Your goal:
Which lines of the entries hold the string "ValidationEngine"? Copy each one.

Source information:
=-=-=
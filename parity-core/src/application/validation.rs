// parity-core/src/application/validation.rs

use chrono::{DateTime, Utc};
use serde::{Deserialize, Serialize};
use sha2::{Digest, Sha256};
use std::path::{Path, PathBuf};
use std::sync::Arc;
use std::time::Instant;
use tokio_util::sync::CancellationToken;
use tracing::{error, info, instrument, warn};

use crate::domain::data::Table;
use crate::domain::rule::{BusinessRule, ScenarioCategory, TestScenario};
use crate::domain::validation::{
    AssertionContext, AssertionTable, Discrepancy, DiscrepancyDetector, StatisticalSummary,
    ValidationThresholds,
};
use crate::error::ParityError;
use crate::infrastructure::fs::{artifact_file_name, write_json_artifact};
use crate::ports::store::DataStore;

#[derive(Debug, Clone, Copy, PartialEq, Eq, Serialize, Deserialize)]
#[serde(rename_all = "SCREAMING_SNAKE_CASE")]
pub enum TestStatus {
    Pass,
    Fail,
    Error,
    /// Accepted on input for compatibility with external reports; the
    /// engine itself only emits the three other states.
    Warning,
}

/// Evidence attached to each result: what was looked at and a fingerprint of it.
#[derive(Debug, Clone, PartialEq, Serialize, Deserialize)]
pub struct ProofOfExecution {
    pub timestamp: DateTime<Utc>,
    pub source_sample: Vec<serde_json::Map<String, serde_json::Value>>,
    pub target_sample: Vec<serde_json::Map<String, serde_json::Value>>,
    pub source_checksum: String,
    pub target_checksum: String,
    pub source_count: usize,
    pub target_count: usize,
    pub scenario_details: TestScenario,
    #[serde(default, skip_serializing_if = "Option::is_none")]
    pub error: Option<String>,
}

/// SHA-256 of the sample's JSON records, `"N/A"` for an empty sample.
fn sample_checksum(sample: &Table) -> String {
    if sample.is_empty() {
        return "N/A".to_string();
    }
    let json = serde_json::to_string(&sample.to_records()).unwrap_or_default();
    format!("{:x}", Sha256::digest(json.as_bytes()))
}

impl ProofOfExecution {
    fn collect(source: &Table, target: &Table, scenario: &TestScenario, rows: usize) -> Self {
        Self {
            timestamp: Utc::now(),
            source_sample: source.head(rows).to_records(),
            target_sample: target.head(rows).to_records(),
            source_checksum: sample_checksum(source),
            target_checksum: sample_checksum(target),
            source_count: source.len(),
            target_count: target.len(),
            scenario_details: scenario.clone(),
            error: None,
        }
    }

    fn failed(scenario: &TestScenario, message: &str) -> Self {
        Self {
            timestamp: Utc::now(),
            source_sample: Vec::new(),
            target_sample: Vec::new(),
            source_checksum: "N/A".to_string(),
            target_checksum: "N/A".to_string(),
            source_count: 0,
            target_count: 0,
            scenario_details: scenario.clone(),
            error: Some(message.to_string()),
        }
    }
}

#[derive(Debug, Clone, PartialEq, Serialize, Deserialize)]
pub struct TestResult {
    pub scenario_id: String,
    pub scenario_name: String,
    pub category: ScenarioCategory,
    pub status: TestStatus,
    pub execution_time_seconds: f64,
    pub records_tested: u64,
    pub records_expected: u64,
    pub discrepancies: Vec<Discrepancy>,
    pub proof_of_execution: ProofOfExecution,
    pub statistical_summary: StatisticalSummary,
    pub assertions_checked: Vec<String>,
    pub assertions_passed: Vec<String>,
    pub assertions_failed: Vec<String>,
}

impl TestResult {
    /// Contained failure: zero counts, one EXECUTION_ERROR, every assertion failed.
    fn error(scenario: &TestScenario, message: &str, elapsed: f64) -> Self {
        Self {
            scenario_id: scenario.id().to_string(),
            scenario_name: scenario.name.clone(),
            category: scenario.category,
            status: TestStatus::Error,
            execution_time_seconds: elapsed,
            records_tested: 0,
            records_expected: 0,
            discrepancies: vec![Discrepancy::execution_error(message)],
            proof_of_execution: ProofOfExecution::failed(scenario, message),
            statistical_summary: StatisticalSummary::NotAvailable,
            assertions_checked: scenario.assertions.clone(),
            assertions_passed: Vec::new(),
            assertions_failed: scenario.assertions.clone(),
        }
    }
}

#[derive(Debug, Clone, Serialize, Deserialize)]
pub struct ValidationReport {
    pub rule_id: String,
    pub rule_name: String,
    pub started_at: DateTime<Utc>,
    pub duration_seconds: f64,
    pub total: usize,
    pub passed: usize,
    pub failed: usize,
    pub errors: usize,
    pub warnings: usize,
    pub results: Vec<TestResult>,
}

impl ValidationReport {
    fn new(rule: &BusinessRule, started_at: DateTime<Utc>, duration: f64, results: Vec<TestResult>) -> Self {
        let count = |s: TestStatus| results.iter().filter(|r| r.status == s).count();
        Self {
            rule_id: rule.rule_id.clone(),
            rule_name: rule.rule_name.clone(),
            started_at,
            duration_seconds: duration,
            total: results.len(),
            passed: count(TestStatus::Pass),
            failed: count(TestStatus::Fail),
            errors: count(TestStatus::Error),
            warnings: count(TestStatus::Warning),
            results,
        }
    }

    /// Percentage of passing scenarios, 0 when there are none.
    pub fn pass_rate(&self) -> f64 {
        if self.total == 0 {
            return 0.0;
        }
        self.passed as f64 * 100.0 / self.total as f64
    }

    pub fn all_passed(&self) -> bool {
        self.total > 0 && self.passed == self.total
    }

    /// Writes `validation_<rule>_<timestamp>.json` into `dir`.
    pub fn write_to(&self, dir: &Path) -> Result<PathBuf, ParityError> {
        let file_name = artifact_file_name("validation", &self.rule_name, self.started_at);
        Ok(write_json_artifact(dir, &file_name, self)?)
    }
}

/// Statistical comparison of a rule's source and target, one
/// [`TestResult`] per scenario.
pub struct ValidationEngine {
    source: Arc<dyn DataStore>,
    target: Arc<dyn DataStore>,
    thresholds: ValidationThresholds,
    assertions: AssertionTable,
}

impl ValidationEngine {
    pub fn new(source: Arc<dyn DataStore>, target: Arc<dyn DataStore>) -> Self {
        Self {
            source,
            target,
            thresholds: ValidationThresholds::default(),
            assertions: AssertionTable::default(),
        }
    }

    pub fn with_thresholds(mut self, thresholds: ValidationThresholds) -> Self {
        self.thresholds = thresholds;
        self
    }

    pub fn with_assertions(mut self, assertions: AssertionTable) -> Self {
        self.assertions = assertions;
        self
    }

    /// Runs every scenario independently. The report always holds one
    /// result per scenario, in input order.
    #[instrument(skip_all, fields(rule = %rule.rule_name, scenarios = scenarios.len()))]
    pub async fn validate(
        &self,
        rule: &BusinessRule,
        scenarios: &[TestScenario],
        cancel: &CancellationToken,
    ) -> ValidationReport {
        let started_at = Utc::now();
        let clock = Instant::now();
        info!("🔍 Validating rule '{}'", rule.rule_name);

        let mut results = Vec::with_capacity(scenarios.len());
        for (index, scenario) in scenarios.iter().enumerate() {
            let scenario = scenario.clone().complete(rule, index);
            if cancel.is_cancelled() {
                results.push(TestResult::error(&scenario, "validation cancelled", 0.0));
                continue;
            }
            results.push(self.run_scenario(rule, &scenario).await);
        }

        let report = ValidationReport::new(rule, started_at, clock.elapsed().as_secs_f64(), results);
        info!(
            passed = report.passed,
            failed = report.failed,
            errors = report.errors,
            "✅ Validation finished: {:.1}% pass rate",
            report.pass_rate()
        );
        report
    }

    async fn run_scenario(&self, rule: &BusinessRule, scenario: &TestScenario) -> TestResult {
        let clock = Instant::now();
        match self.evaluate(rule, scenario, &clock).await {
            Ok(result) => {
                if result.status != TestStatus::Pass {
                    warn!(
                        scenario = %result.scenario_id,
                        discrepancies = result.discrepancies.len(),
                        failed_assertions = result.assertions_failed.len(),
                        "Scenario failed"
                    );
                }
                result
            }
            Err(e) => {
                let message = e.to_string();
                error!(scenario = %scenario.id(), "❌ Scenario errored: {}", message);
                TestResult::error(scenario, &message, clock.elapsed().as_secs_f64())
            }
        }
    }

    async fn evaluate(
        &self,
        rule: &BusinessRule,
        scenario: &TestScenario,
        clock: &Instant,
    ) -> Result<TestResult, ParityError> {
        let limit = self.thresholds.sample_limit;
        let source = self.source.sample(rule.primary_source()?, limit).await?;
        let target = self.target.sample(&rule.target_table, limit).await?;

        let discrepancies = DiscrepancyDetector::new(&self.thresholds).detect(&source, &target, scenario);
        let ctx = AssertionContext {
            source: &source,
            target: &target,
        };
        let (passed, failed) = self.assertions.evaluate(&scenario.assertions, &ctx);
        let summary = StatisticalSummary::of(&target);

        let status = if discrepancies.is_empty() && failed.is_empty() {
            TestStatus::Pass
        } else {
            TestStatus::Fail
        };

        Ok(TestResult {
            scenario_id: scenario.id().to_string(),
            scenario_name: scenario.name.clone(),
            category: scenario.category,
            status,
            execution_time_seconds: clock.elapsed().as_secs_f64(),
            records_tested: target.len() as u64,
            records_expected: scenario
                .expected_record_count
                .unwrap_or(source.len() as u64),
            discrepancies,
            proof_of_execution: ProofOfExecution::collect(
                &source,
                &target,
                scenario,
                self.thresholds.proof_sample_rows,
            ),
            statistical_summary: summary,
            assertions_checked: scenario.assertions.clone(),
            assertions_passed: passed,
            assertions_failed: failed,
        })
    }
}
=-=-=
Task response:
pub struct ValidationEngine {
impl ValidationEngine {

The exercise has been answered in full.